Saccular VeinAlterations in blood flow leading to stagnant flow (stasis) can trigger increased clotting tendencies. This can be caused by inefficient venous return which occurs in veins with incompetent valves or in areas of saccular or aneurismal dilation. Other causes of stagnant flow occur during periods of relative inactivity of the musculovenous pump paralysis during cramped seating conditions (economy class syndrome), in paralyzed patients or in patients confined to bed for long periods. Dehydration is another factor in changing blood flow characteristics and this is why we encourage people to hydrate well and routinely get up and walk around the cabin or do foot exercises during long airplane or car trips.

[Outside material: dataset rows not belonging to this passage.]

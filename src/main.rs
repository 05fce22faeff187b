//! radial-order CLI entry point.
//!
//! Reads a JSON page list, prints the optimized order annotated with
//! `displayOrder`.

use std::fs;
use std::io::{self, Read, Write};
use std::path::PathBuf;
use std::process;
use std::time::Duration;

use clap::Parser;
use tracing::info;
use tracing_subscriber::{EnvFilter, layer::SubscriberExt, util::SubscriberInitExt};

use radial_order::radial::{self, OptimizationState, Score};
use radial_order::{DEFAULT_STEP_BUDGET, Error, OptimizeConfig, Result, parse_pages};

/// Crossing-minimizing circular order for a set of linked pages.
#[derive(Parser, Debug)]
#[command(
    name = "radial-order",
    version = env!("RADIAL_ORDER_VERSION"),
    about = "Crossing-minimizing circular order for a set of linked pages"
)]
struct Cli {
    /// Input JSON page list (reads from stdin if not provided)
    input: Option<PathBuf>,

    /// Write output to this file instead of stdout
    #[arg(short = 'o', long = "output")]
    output: Option<PathBuf>,

    /// Run incremental mode with the default per-step budget (1000 ms)
    #[arg(long = "incremental")]
    incremental: bool,

    /// Run incremental mode with this per-step budget in milliseconds
    #[arg(long = "step-budget-ms")]
    step_budget_ms: Option<u64>,

    /// Stop after this many steps even if the search is not complete
    #[arg(long = "max-steps")]
    max_steps: Option<usize>,

    /// Print crossing count and average link distance before and after
    #[arg(long = "metrics")]
    metrics: bool,

    /// Log search progress to stderr
    #[arg(short = 'v', long = "verbose")]
    verbose: bool,
}

fn init_logging(verbose: bool) {
    let level = if verbose { "debug" } else { "warn" };
    tracing_subscriber::registry()
        .with(
            EnvFilter::try_from_default_env()
                .unwrap_or_else(|_| EnvFilter::new(format!("radial_order={level}"))),
        )
        .with(tracing_subscriber::fmt::layer().with_writer(io::stderr))
        .init();
}

fn read_input(input: Option<&PathBuf>) -> Result<String> {
    match input {
        Some(path) => fs::read_to_string(path).map_err(|source| Error::Io {
            path: path.clone(),
            source,
        }),
        None => {
            let mut buf = String::new();
            io::stdin()
                .read_to_string(&mut buf)
                .map_err(|source| Error::Io {
                    path: PathBuf::from("<stdin>"),
                    source,
                })?;
            Ok(buf)
        }
    }
}

fn format_score(label: &str, score: &Score) -> String {
    format!(
        "{label}: crossings={} avg_distance={:.3}\n",
        score.crossings, score.avg_distance
    )
}

fn execute(cli: &Cli) -> Result<String> {
    let text = read_input(cli.input.as_ref())?;
    let pages = parse_pages(&text)?;
    let mut config = match cli.step_budget_ms {
        Some(ms) => OptimizeConfig::incremental(Duration::from_millis(ms)),
        None if cli.incremental => OptimizeConfig::incremental(DEFAULT_STEP_BUDGET),
        None => OptimizeConfig::new(),
    };
    config.max_steps = cli.max_steps;

    let mut state = OptimizationState::new(pages);
    let before = state.score();
    info!(
        pages = state.order.len(),
        batch = config.is_batch(),
        "optimizing"
    );
    let summary = radial::run(&mut state, &config);
    info!(
        steps = summary.steps,
        improvements = summary.improvements,
        "done"
    );

    if cli.metrics {
        let after = state.score();
        let mut report = format_score("input", &before);
        report.push_str(&format_score("optimized", &after));
        return Ok(report);
    }
    let mut json = serde_json::to_string_pretty(&state.display_order())?;
    json.push('\n');
    Ok(json)
}

fn main() {
    let cli = Cli::parse();
    init_logging(cli.verbose);

    let rendered = match execute(&cli) {
        Ok(s) => s,
        Err(e) => {
            eprintln!("error: {}", e);
            process::exit(1);
        }
    };

    if let Some(ref path) = cli.output {
        if let Err(e) = fs::write(path, rendered) {
            eprintln!("error: cannot write '{}': {}", path.display(), e);
            process::exit(1);
        }
    } else {
        print!("{}", rendered);
        if let Err(e) = io::stdout().flush() {
            eprintln!("error: cannot flush stdout: {}", e);
            process::exit(1);
        }
    }
}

Hypercoagulable states are conditions where there is a surplus, deficit or imbalance of the normal clotting factors which can accelerate the clotting cascade. This can develop as the result of metabolic influence from certain cancers (Trousseau’s Syndrome), oral contraceptives, hormone replacement therapies, autoimmune diseases (Antiphospholipid antibodies , Lupus Anticoagulant, and Anticoardiolipin antibody) and inflammatory conditions such as Inflammatory Bowel Disease and Nephrotic syndrome. Thrombophilias are another cause of the Hypercoagulable state and are inherited genetic conditions that result from an abnormal concentration or activity of a clotting factor or from a decrease in the activity of normal factors which are responsible for controlling coagulation. Examples of Thrombophilia states are AntiThrombin III deficiency, Protein S deficiency, Protein C Deficiency, Factor V Leiden mutation and Protein C resistance, Prothrombin 20210A mutation, and Factor VIII elevation These conditions are quite rare, however in patients who have had a DVT their frequency can approach 25%. Like all genetic conditions if the abnormal defect is passed on by both parents (homozygous) then even a minor tendency in each of the parents can lead to serious consequences in their children.